W ujęciu rocznym stawki są przeciętnie o 16 proc. wyższe. W tym zakresie liderem jest Białystok, gdzie przeciętna cena m2 wzrosła o 28 proc. – z 6742 zł do 8662 zł. W 11 miastach odnotowano ceny na rekordowo wysokich poziomach. W Warszawie po raz pierwszy przebity został poziom 13 000 zł za m2, a w Gdańsku 11 000 zł za m2. W czołówce znalazły się też Szczecin – wzrost o 23 proc., Łódź i Poznań – po 20 proc. w górę.
W raporcie zwrócono również uwagę na sytuację na rynku kredytów hipotecznych. Jak wskazano, najważniejszym wydarzeniem jest wejście w życie nowej rekomendacji Komisji Nadzoru Finansowego oraz siódma z rzędu podwyżka stóp procentowych. Połączenie tych dwóch elementów bardzo mocno obniżyło dostępność kredytów hipotecznych. To spowodowało, że wciągu zaledwie miesiąca zdolność kredytowa spadła o około jedną czwartą.
Eksperci cytowani w portalu 300gospodarka.pl wskazali, że w przypadku małżeństwa z dwójką dzieci i dochodem 6 tys. zł netto, średnia dostępna kwota kredytu we wrześniu 2021 roku wynosiła 315 tys. zł. Z ich wyliczeń wynika, że miesiąc temu było to już tylko 197 tys. zł, a obecnie zaledwie 136 tys. zł.

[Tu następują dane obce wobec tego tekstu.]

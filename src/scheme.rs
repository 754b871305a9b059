//! Scheme component.
//!
//! ```abnf
//! scheme = ALPHA *( ALPHA / DIGIT / "+" / "-" / "." )
//! ```

use std::cmp::Ordering;
use std::fmt;
use std::ops::Deref;
use std::str::FromStr;

use crate::chars::is_scheme_char;
use crate::constants::default_port;
use crate::cursor::{Cursor, Span};
use crate::error::{ParseError, ParseErrorKind};

/// A validated URI scheme, normalized to lowercase.
///
/// # Examples
///
/// ```
/// use rfc3986_uri::Scheme;
///
/// let scheme = Scheme::parse("HTTP").unwrap();
/// assert_eq!(scheme.as_str(), "http");
/// assert_eq!(scheme.default_port(), Some(80));
/// ```
#[derive(Debug, Clone, PartialEq, Eq, Hash)]
pub struct Scheme(String);

impl Scheme {
    /// Parses a bare scheme (without the trailing `:`).
    ///
    /// # Errors
    ///
    /// Returns `EmptyScheme` if the input does not start with a letter and
    /// `UnexpectedTrailingInput` at the first character outside the scheme alphabet.
    pub fn parse(input: &str) -> Result<Self, ParseError> {
        let mut cursor = Cursor::new(input);
        let span = scan_name(&mut cursor)?;
        cursor.expect_end()?;
        Ok(Self::from_span(&cursor, span))
    }

    /// Returns the scheme as a string slice.
    #[must_use]
    pub fn as_str(&self) -> &str {
        &self.0
    }

    /// Returns the well-known default port of this scheme, if any.
    #[must_use]
    pub fn default_port(&self) -> Option<u16> {
        default_port(&self.0)
    }

    fn from_span(cursor: &Cursor<'_>, span: Span) -> Self {
        Self(cursor.slice(span).to_ascii_lowercase())
    }
}

/// Scans `scheme ":"`, leaving the cursor after the colon.
pub(crate) fn scan(cursor: &mut Cursor<'_>) -> Result<Scheme, ParseError> {
    let span = scan_name(cursor)?;
    if !cursor.eat(b':') {
        return Err(cursor.error(ParseErrorKind::IncompleteScheme));
    }
    Ok(Scheme::from_span(cursor, span))
}

/// Probes for `scheme ":"` without reporting errors.
///
/// Used to choose between the URI and relative-reference forms.
pub(crate) fn try_scan(cursor: &mut Cursor<'_>) -> Option<Scheme> {
    let mut probe = *cursor;
    let scheme = scan(&mut probe).ok()?;
    *cursor = probe;
    Some(scheme)
}

fn scan_name(cursor: &mut Cursor<'_>) -> Result<Span, ParseError> {
    if !cursor.peek().is_some_and(|b| b.is_ascii_alphabetic()) {
        return Err(cursor.error(ParseErrorKind::EmptyScheme));
    }
    Ok(cursor.scan(is_scheme_char))
}

impl fmt::Display for Scheme {
    fn fmt(&self, f: &mut fmt::Formatter<'_>) -> fmt::Result {
        f.write_str(&self.0)
    }
}

impl FromStr for Scheme {
    type Err = ParseError;

    fn from_str(s: &str) -> Result<Self, Self::Err> {
        Self::parse(s)
    }
}

impl AsRef<str> for Scheme {
    fn as_ref(&self) -> &str {
        &self.0
    }
}

impl TryFrom<&str> for Scheme {
    type Error = ParseError;

    fn try_from(s: &str) -> Result<Self, Self::Error> {
        Self::parse(s)
    }
}

impl Deref for Scheme {
    type Target = str;

    fn deref(&self) -> &Self::Target {
        &self.0
    }
}

impl PartialEq<str> for Scheme {
    fn eq(&self, other: &str) -> bool {
        self.0 == other
    }
}

impl PartialEq<&str> for Scheme {
    fn eq(&self, other: &&str) -> bool {
        self.0 == *other
    }
}

impl PartialOrd for Scheme {
    fn partial_cmp(&self, other: &Self) -> Option<Ordering> {
        Some(self.cmp(other))
    }
}

impl Ord for Scheme {
    fn cmp(&self, other: &Self) -> Ordering {
        self.0.cmp(&other.0)
    }
}

#[cfg(test)]
mod tests {
    use super::*;

    fn scan_str(input: &str) -> Result<(Scheme, usize), ParseError> {
        let mut cursor = Cursor::new(input);
        let scheme = scan(&mut cursor)?;
        Ok((scheme, cursor.pos()))
    }

    #[test]
    fn scans_scheme_and_colon() {
        let (scheme, pos) = scan_str("http://example.com").unwrap();
        assert_eq!(scheme, "http");
        assert_eq!(pos, 5);
    }

    #[test]
    fn lowercases() {
        let (scheme, _) = scan_str("HtTp:").unwrap();
        assert_eq!(scheme.as_str(), "http");
    }

    #[test]
    fn allows_plus_minus_dot_digits() {
        let (scheme, _) = scan_str("svn+ssh:").unwrap();
        assert_eq!(scheme, "svn+ssh");
        let (scheme, _) = scan_str("coap-tcp.v2:").unwrap();
        assert_eq!(scheme, "coap-tcp.v2");
    }

    #[test]
    fn missing_colon_is_incomplete() {
        let err = scan_str("http").unwrap_err();
        assert_eq!(err.kind, ParseErrorKind::IncompleteScheme);
        assert_eq!(err.offset, Some(4));
        assert_eq!(err.description(), "Incomplete scheme.");
    }

    #[test]
    fn foreign_char_is_incomplete() {
        let err = scan_str("ht_tp:").unwrap_err();
        assert_eq!(err.kind, ParseErrorKind::IncompleteScheme);
        assert_eq!(err.offset, Some(2));
    }

    #[test]
    fn leading_digit_is_empty_scheme() {
        let err = scan_str("1http:").unwrap_err();
        assert_eq!(err.kind, ParseErrorKind::EmptyScheme);
        assert_eq!(err.offset, Some(0));
    }

    #[test]
    fn empty_input_is_empty_scheme() {
        let err = scan_str("").unwrap_err();
        assert_eq!(err.kind, ParseErrorKind::EmptyScheme);
    }

    #[test]
    fn leading_colon_is_empty_scheme() {
        let err = scan_str(":foo").unwrap_err();
        assert_eq!(err.kind, ParseErrorKind::EmptyScheme);
    }

    #[test]
    fn try_scan_leaves_cursor_on_failure() {
        let mut cursor = Cursor::new("a/b:c");
        assert!(try_scan(&mut cursor).is_none());
        assert_eq!(cursor.pos(), 0);
    }

    #[test]
    fn parse_bare_scheme() {
        assert_eq!(Scheme::parse("URN").unwrap(), "urn");
        let err = Scheme::parse("urn:").unwrap_err();
        assert_eq!(err.kind, ParseErrorKind::UnexpectedTrailingInput);
        assert_eq!(err.offset, Some(3));
    }
}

W raporcie napisano, że rynek czeka przynajmniej rok zdecydowanego spowolnienia sprzedaży. W dłuższym okresie sytuacja wygląda bardziej optymistycznie. Mamy napływ ponad 2 mln imigrantów z Ukrainy, z których część zostanie w Polsce. Obecnie generują oni ogromny popyt na rynku najmu. To podbija stawki i poprawia opłacalność inwestycji w mieszkania na wynajem, co w pewnym momencie może przywrócić popyt inwestycyjny – oceniają eksperci.